The meeting elected the following members to the committee:

Chairman                                David Kinghorn

Treasurer                               Stephen Whiteley

Secretary                                Kathy Whiteley

Membership Secretary          Inge Fuller

Soprano Representatives      Pam Werrell,

                                                Gabriella Broccardo

Alto Representatives             Roberta Welch, Anne Henderson,

                                                Maya Ingwersen

Tenor Representatives          Don Macey,

                                                Ilario Broccardo

Bass Representatives           Reiner Fossati,

                                                Uwe Niederheitmann












The new Chairman expressed the thanks of the Choir to Ken Fuller, who was later presented with piano scores of some of J.S. Bach's keyboard music.

Douglas Reid conducted the thirtieth anniversary concert, Bach's Christmas Oratorio, performed in the Johannesburg City Hall on 14 November.

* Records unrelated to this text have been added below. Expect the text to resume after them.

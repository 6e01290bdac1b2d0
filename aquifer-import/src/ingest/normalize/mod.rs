//! Value normalization: raw cells and headers into typed observations
//!
//! Nothing in here fails. Unparseable input degrades to `None` and the
//! caller decides what a missing value means.

mod cell;
mod date;
mod header;
mod number;

pub use cell::{CellReading, normalize_cell};
pub use date::{DateFormat, DateFormatError, first_of_year, normalize_date, year_of};
pub use header::{HeaderParts, parse_header};
pub use number::normalize_number;
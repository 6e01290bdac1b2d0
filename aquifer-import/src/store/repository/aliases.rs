//! Parameter alias queries

use sqlx::{Row, SqliteConnection};

use crate::error::ImportResult;
use crate::ingest::types::ParameterAlias;

/// Aliases visible to a campaign: its own first, then the generic ones
pub async fn load_for_campaign(
    conn: &mut SqliteConnection,
    campaign: &str,
) -> ImportResult<Vec<ParameterAlias>> {
    let rows = sqlx::query(
        r#"
        SELECT pa.alias, pa.campaign, pa.param_code, pc.standard_unit, pc.param_name
        FROM param_alias pa
        JOIN param_catalog pc ON pc.param_code = pa.param_code
        WHERE pa.campaign IS NULL OR pa.campaign = ?
        ORDER BY CASE WHEN pa.campaign IS NULL THEN 1 ELSE 0 END, pa.alias, pa.id
        "#,
    )
    .bind(campaign)
    .fetch_all(&mut *conn)
    .await?;

    let mut aliases = Vec::with_capacity(rows.len());
    for row in rows {
        aliases.push(ParameterAlias {
            alias: row.try_get("alias")?,
            campaign: row.try_get("campaign")?,
            param_code: row.try_get("param_code")?,
            standard_unit: row.try_get("standard_unit")?,
            param_name: row.try_get("param_name")?,
        });
    }

    Ok(aliases)
}

/// Register an alias; existing (alias, campaign) pairs are left untouched
///
/// Returns whether a row was inserted.
pub async fn insert_alias(
    conn: &mut SqliteConnection,
    alias: &str,
    campaign: Option<&str>,
    param_code: &str,
) -> ImportResult<bool> {
    let result = sqlx::query(
        r#"
        INSERT INTO param_alias (alias, campaign, param_code)
        VALUES (?, ?, ?)
        ON CONFLICT DO NOTHING
        "#,
    )
    .bind(alias)
    .bind(campaign)
    .bind(param_code)
    .execute(&mut *conn)
    .await?;

    Ok(result.rows_affected() > 0)
}
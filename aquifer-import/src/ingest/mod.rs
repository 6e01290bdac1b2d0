//! Spreadsheet ingestion: reading, normalizing and importing survey rows

pub mod catalog;
pub mod excel;
pub mod normalize;
pub mod pipeline;
pub mod types;
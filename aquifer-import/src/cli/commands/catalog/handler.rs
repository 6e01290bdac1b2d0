//! Catalog command handlers

use anyhow::{Context, Result};
use colored::*;

use super::CatalogCommands;
use crate::config::Settings;
use crate::ingest::catalog::{import_catalog, read_catalog_csv};
use crate::services::aliases::AliasMap;
use crate::store::repository::catalog::list_parameters;

pub async fn handle_catalog_command(cmd: CatalogCommands, settings: Settings) -> Result<()> {
    match cmd {
        CatalogCommands::Import { file } => {
            let rows = read_catalog_csv(&file)?;
            let pool = crate::cli::open_store(&settings).await?;

            // All or nothing: a bad line leaves the catalog untouched
            let mut tx = pool.begin().await.context("Failed to start transaction")?;
            let result = import_catalog(&mut *tx, &rows)
                .await
                .with_context(|| format!("Failed to import catalog from {}", file.display()))?;
            tx.commit().await.context("Failed to commit catalog import")?;

            println!(
                "{} {} catalog rows from {}",
                "Loaded".green().bold(),
                result.parameters,
                file.display().to_string().cyan()
            );
            println!(
                "  Aliases: {} new, {} already present",
                result.aliases_added.to_string().green(),
                result.aliases_existing.to_string().dimmed()
            );
            Ok(())
        }
        CatalogCommands::List { campaign } => {
            let profile = settings.campaign(&campaign).ok_or_else(|| {
                anyhow::anyhow!(
                    "Unknown campaign '{}'. Use 'aquifer-import campaigns' to list them.",
                    campaign
                )
            })?;

            let pool = crate::cli::open_store(&settings).await?;
            let mut conn = pool.acquire().await.context("Failed to acquire connection")?;
            let parameters = list_parameters(&mut conn)
                .await
                .context("Failed to load parameter catalog")?;
            let aliases = AliasMap::load(&mut conn, &profile.name)
                .await
                .context("Failed to load aliases")?;

            println!(
                "{} {} ({} aliases over {} catalog parameters)",
                "Campaign".bold(),
                profile.name.bright_cyan().bold(),
                aliases.len(),
                parameters.len()
            );
            for (alias, info) in aliases.sorted_entries() {
                let unit = info
                    .standard_unit
                    .as_deref()
                    .map(|u| format!(" [{}]", u))
                    .unwrap_or_default();
                println!(
                    "  {:<30} -> {}{}",
                    alias,
                    info.param_code.green(),
                    unit.dimmed()
                );
            }

            if !profile.fallback_aliases.is_empty() {
                println!("{}", "Fallback aliases:".bold());
                for (alias, code) in &profile.fallback_aliases {
                    println!("  {:<30} -> {}", alias, code.yellow());
                }
            }
            Ok(())
        }
    }
}
//! Raw spreadsheet cell values and rows

use chrono::NaiveDate;

/// A raw cell as delivered by the workbook reader
#[derive(Debug, Clone, PartialEq, Default)]
pub enum CellValue {
    /// Missing or blank cell
    #[default]
    Empty,
    /// Native numeric cell
    Number(f64),
    /// Text cell (untrimmed, as stored in the sheet)
    Text(String),
    /// Boolean cell
    Bool(bool),
    /// Date-typed cell, already materialized by the reader
    Date(NaiveDate),
}

static EMPTY_CELL: CellValue = CellValue::Empty;

impl CellValue {
    /// Check if this cell carries nothing (blank text counts as empty)
    pub fn is_empty(&self) -> bool {
        match self {
            CellValue::Empty => true,
            CellValue::Text(s) => s.trim().is_empty(),
            _ => false,
        }
    }

    /// Render the cell as trimmed text, `None` when blank
    ///
    /// Integral numbers drop their fractional part so that a well code typed
    /// as `12` in one sheet and `"12"` in another compare equal.
    pub fn as_text(&self) -> Option<String> {
        match self {
            CellValue::Empty => None,
            CellValue::Text(s) => {
                let trimmed = s.trim();
                if trimmed.is_empty() {
                    None
                } else {
                    Some(trimmed.to_string())
                }
            }
            CellValue::Number(n) => {
                if n.fract() == 0.0 && n.abs() < i64::MAX as f64 {
                    Some((*n as i64).to_string())
                } else {
                    Some(n.to_string())
                }
            }
            CellValue::Bool(b) => Some(b.to_string()),
            CellValue::Date(d) => Some(d.format("%Y-%m-%d").to_string()),
        }
    }
}

impl From<f64> for CellValue {
    fn from(value: f64) -> Self {
        CellValue::Number(value)
    }
}

impl From<&str> for CellValue {
    fn from(value: &str) -> Self {
        CellValue::Text(value.to_string())
    }
}

/// One spreadsheet row: header -> cell, in sheet column order
#[derive(Debug, Clone, Default, PartialEq)]
pub struct RawRow {
    /// 1-based sheet row number, when known
    sheet_row: Option<usize>,
    cells: Vec<(String, CellValue)>,
}

impl RawRow {
    pub fn new() -> Self {
        Self::default()
    }

    /// Create a row that remembers where it sits in the sheet
    pub fn at_sheet_row(sheet_row: usize) -> Self {
        Self {
            sheet_row: Some(sheet_row),
            cells: Vec::new(),
        }
    }

    /// Builder-style append
    pub fn with(mut self, header: impl Into<String>, value: impl Into<CellValue>) -> Self {
        self.push(header, value);
        self
    }

    pub fn push(&mut self, header: impl Into<String>, value: impl Into<CellValue>) {
        self.cells.push((header.into(), value.into()));
    }

    /// Cell under an exact header; missing headers read as empty
    pub fn get(&self, header: &str) -> &CellValue {
        self.cells
            .iter()
            .find(|(h, _)| h == header)
            .map(|(_, v)| v)
            .unwrap_or(&EMPTY_CELL)
    }

    pub fn sheet_row(&self) -> Option<usize> {
        self.sheet_row
    }

    pub fn iter(&self) -> impl Iterator<Item = (&str, &CellValue)> {
        self.cells.iter().map(|(h, v)| (h.as_str(), v))
    }

    pub fn len(&self) -> usize {
        self.cells.len()
    }

    pub fn is_empty(&self) -> bool {
        self.cells.iter().all(|(_, v)| v.is_empty())
    }
}

#[cfg(test)]
mod tests {
    use super::*;

    #[test]
    fn test_as_text_formats_integral_numbers() {
        assert_eq!(CellValue::Number(12.0).as_text(), Some("12".into()));
        assert_eq!(CellValue::Number(12.5).as_text(), Some("12.5".into()));
        assert_eq!(CellValue::Text("  P-04 ".into()).as_text(), Some("P-04".into()));
        assert_eq!(CellValue::Text("   ".into()).as_text(), None);
        assert_eq!(CellValue::Empty.as_text(), None);
    }

    #[test]
    fn test_row_get_missing_header_is_empty() {
        let row = RawRow::new().with("Codigo", "A-1").with("pH", 7.1);
        assert_eq!(row.get("Codigo"), &CellValue::Text("A-1".into()));
        assert_eq!(row.get("Nope"), &CellValue::Empty);
        assert_eq!(row.len(), 2);
        assert!(!row.is_empty());
    }
}
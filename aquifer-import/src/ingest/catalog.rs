//! Parameter catalog reference data loaded from CSV
//!
//! Expected headers: `param_code,param_name,standard_unit,alias,campaign`.
//! A parameter with several aliases repeats its catalog columns on each line;
//! the last non-empty name and unit win.

use std::io::Read;
use std::path::Path;

use anyhow::{Context, Result};
use serde::Deserialize;
use sqlx::SqliteConnection;

use crate::error::{ImportError, ImportResult};
use crate::ingest::types::CatalogEntry;
use crate::store::repository::{aliases, catalog};

/// One CSV line
#[derive(Debug, Clone, PartialEq, Deserialize)]
pub struct CatalogRow {
    pub param_code: String,
    pub param_name: String,
    #[serde(default, deserialize_with = "blank_as_none")]
    pub standard_unit: Option<String>,
    #[serde(default, deserialize_with = "blank_as_none")]
    pub alias: Option<String>,
    /// Empty for aliases that apply to every campaign
    #[serde(default, deserialize_with = "blank_as_none")]
    pub campaign: Option<String>,
}

fn blank_as_none<'de, D>(deserializer: D) -> std::result::Result<Option<String>, D::Error>
where
    D: serde::Deserializer<'de>,
{
    let value: Option<String> = Option::deserialize(deserializer)?;
    Ok(value
        .map(|s| s.trim().to_string())
        .filter(|s| !s.is_empty()))
}

/// Counts reported after a catalog import
#[derive(Debug, Clone, Copy, Default, PartialEq, Eq)]
pub struct CatalogImport {
    pub parameters: usize,
    pub aliases_added: usize,
    pub aliases_existing: usize,
}

pub fn read_catalog<R: Read>(reader: R) -> Result<Vec<CatalogRow>> {
    let mut csv_reader = csv::ReaderBuilder::new()
        .has_headers(true)
        .trim(csv::Trim::Headers)
        .flexible(false)
        .from_reader(reader);

    let mut rows = Vec::new();
    for (idx, record) in csv_reader.deserialize::<CatalogRow>().enumerate() {
        // Line 1 is the header
        let row = record.with_context(|| format!("Invalid catalog line {}", idx + 2))?;
        rows.push(row);
    }
    Ok(rows)
}

pub fn read_catalog_csv(path: &Path) -> Result<Vec<CatalogRow>> {
    let file = std::fs::File::open(path)
        .with_context(|| format!("Failed to open catalog file: {}", path.display()))?;
    read_catalog(std::io::BufReader::new(file))
        .with_context(|| format!("Failed to read catalog file: {}", path.display()))
}

/// Upsert catalog entries and insert aliases that are not stored yet
pub async fn import_catalog(
    conn: &mut SqliteConnection,
    rows: &[CatalogRow],
) -> ImportResult<CatalogImport> {
    let mut result = CatalogImport::default();

    for row in rows {
        let param_code = row.param_code.trim();
        if param_code.is_empty() {
            return Err(ImportError::invalid_input("param_code", "must not be empty"));
        }
        let param_name = match row.param_name.trim() {
            "" => param_code,
            name => name,
        };

        catalog::upsert_parameter(
            conn,
            &CatalogEntry {
                param_code: param_code.to_string(),
                param_name: param_name.to_string(),
                standard_unit: row.standard_unit.clone(),
            },
        )
        .await?;
        result.parameters += 1;

        if let Some(alias) = &row.alias {
            if aliases::insert_alias(conn, alias, row.campaign.as_deref(), param_code).await? {
                result.aliases_added += 1;
            } else {
                result.aliases_existing += 1;
            }
        }
    }

    log::info!(
        "Catalog import: {} rows, {} new aliases, {} already present",
        result.parameters,
        result.aliases_added,
        result.aliases_existing
    );
    Ok(result)
}
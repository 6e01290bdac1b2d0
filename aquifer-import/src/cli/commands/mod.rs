pub mod campaigns;
pub mod catalog;
pub mod import;
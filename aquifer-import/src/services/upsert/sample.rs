use sqlx::SqliteConnection;

use crate::error::{ImportError, ImportResult};
use crate::ingest::types::{SampleInput, SamplingEvent};
use crate::store::repository::samples;

/// Find the sampling event with the same key, or create it
///
/// Existing events are returned unchanged.
pub async fn upsert_sample(
    conn: &mut SqliteConnection,
    input: &SampleInput,
) -> ImportResult<SamplingEvent> {
    if input.well_id <= 0 {
        return Err(ImportError::invalid_input(
            "well_id",
            format!("must be a stored well id, got {}", input.well_id),
        ));
    }
    if input.campaign.trim().is_empty() {
        return Err(ImportError::invalid_input("campaign", "must not be empty"));
    }

    if let Some(existing) = samples::find_by_key(conn, input).await? {
        return Ok(existing);
    }

    let created = samples::insert(conn, input).await?;
    log::debug!(
        "Created sampling event {} for well {} ({:?}, {:?})",
        created.sampling_id,
        created.well_id,
        created.sample_date,
        created.year
    );
    Ok(created)
}
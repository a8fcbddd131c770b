//! Discovery of installed mods.
//!
//! Every immediate subdirectory of the install root is one mod. Its folder name is
//! the identity written to the game's load order, and its display name comes from
//! `_user.ini` when the mod ships one.

use crate::error::{ModOrderError, Result};
use crate::models::{Catalog, ModEntry};
use crate::services::metadata::read_display_name;
use camino::{Utf8Path, Utf8PathBuf};
use std::fs;

/// Scan `install_root` and build a fresh [`Catalog`] in directory enumeration order.
///
/// # Errors
///
/// - [`ModOrderError::DirectoryNotFound`] when the root is empty or not a directory
/// - [`ModOrderError::Io`] when the directory listing itself fails
///
/// Metadata problems inside individual mods never fail the scan.
pub fn scan(install_root: &Utf8Path) -> Result<Catalog> {
    if install_root.as_str().is_empty() || !install_root.is_dir() {
        return Err(ModOrderError::DirectoryNotFound(install_root.to_string()));
    }

    let read_dir =
        fs::read_dir(install_root).map_err(|e| ModOrderError::io(install_root, e))?;

    let mut entries = Vec::new();
    for dir_entry in read_dir {
        let dir_entry = dir_entry.map_err(|e| ModOrderError::io(install_root, e))?;
        let path = dir_entry.path();

        if !path.is_dir() {
            continue;
        }

        let path = match Utf8PathBuf::try_from(path) {
            Ok(path) => path,
            Err(e) => {
                tracing::warn!("Skipping mod folder with non UTF-8 name: {}", e);
                continue;
            }
        };

        let Some(identity) = path.file_name().map(str::to_string) else {
            continue;
        };

        let entry = match read_display_name(&path) {
            Some(name) => ModEntry::new(identity, path).with_display_name(name),
            None => ModEntry::new(identity, path),
        };
        entries.push(entry);
    }

    let catalog: Catalog = entries.into_iter().collect();
    tracing::debug!("Scanned {} mods in {}", catalog.len(), install_root);
    Ok(catalog)
}
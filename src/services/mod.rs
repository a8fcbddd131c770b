//! Services module - filesystem-facing logic of the load order engine.
//!
//! None of these services hold state; they take explicit paths and return values,
//! which keeps them usable from any front-end and easy to test against temp dirs.
//!
//! # Components
//!
//! - [`catalog::scan`]: lists the mod folders under the install root and resolves
//!   display names from each mod's `_user.ini` ([`metadata`])
//! - [`LoadOrderCodec`]: reads and rewrites the `Slot<N>Directory=` entries in the
//!   load order section of the game's `usersettings.ini`
//! - [`install_path`]: strategies for locating the workshop folder and the game's
//!   settings file
//!
//! # Usage Example
//!
//! ```ignore
//! use seapower_modman::models::LoadOrder;
//! use seapower_modman::services::{scan, LoadOrderCodec};
//!
//! let catalog = scan(workshop_dir)?;
//! let codec = LoadOrderCodec::default();
//! let persisted = codec.read_order(usersettings)?;
//! let order = LoadOrder::initialize(&catalog, persisted.as_deref());
//! codec.write(usersettings, &order.move_to_position("2871823014", 1)?)?;
//! ```

pub mod catalog;
pub mod install_path;
pub mod load_order_file;
pub mod metadata;

pub use catalog::scan;
pub use install_path::{RootStrategy, default_strategies, resolve_install_root};
pub use load_order_file::{BodyLine, LoadOrderCodec, LoadOrderSection};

Vocal soloists were Hilary Falkow-Friedland (soprano), Margi Nel (contralto), Wilhelm Theunissen (tenor) and Eric Visser (bass).

Paul Boekkooi, writing in the Johannesburg Star, described the occasion as:

"Promising first concert for Douglas Reid

The crispness in attack and overall tonal variety, resonance and balance has improved considerably."

The concert was well attended and a profit of R6000 was made.

There was some dissatisfaction with the administration of the Johannesburg City Hall. Half an hour before the concert was due to start it was discovered that too few seats had been placed in the hall for the audience and the City Hall staff were not available to bring in extra chairs. The problem was solved by the male members of the choir in their shirtsleeves. This unaccustomed exercise no doubt warmed them up admirably for their singing. The hall where the after-concert party was held had not been cleaned and the underground parking was unsatisfactory. A letter of complaint was addressed to the City Hall requesting a refund for poor service.
























Part 3


Singing in the New South Africa

The previous year saw the first all-race democratic elections in South Africa, the election of Nelson Mandela as President and the establishment of black majority rule. The social and cultural scene was changing rapidly. `Culture' was now being qualified as Eurocentric or Afrocentric, and the relevance of the European classical tradition of all forms of art, including music, was being questioned. These concepts initially had no effect on the Johannesburg Bach Choir or its plans for future concerts. However, there was a disconcerting rumour that the SA Broadcasting Corporation would now devote more resources to broadcasting and producing programmes in African languages and it would no longer be prepared to support the National Orchestra, which might be disbanded. The possible loss of experienced orchestral players was a new problem for the Bach Choir management team.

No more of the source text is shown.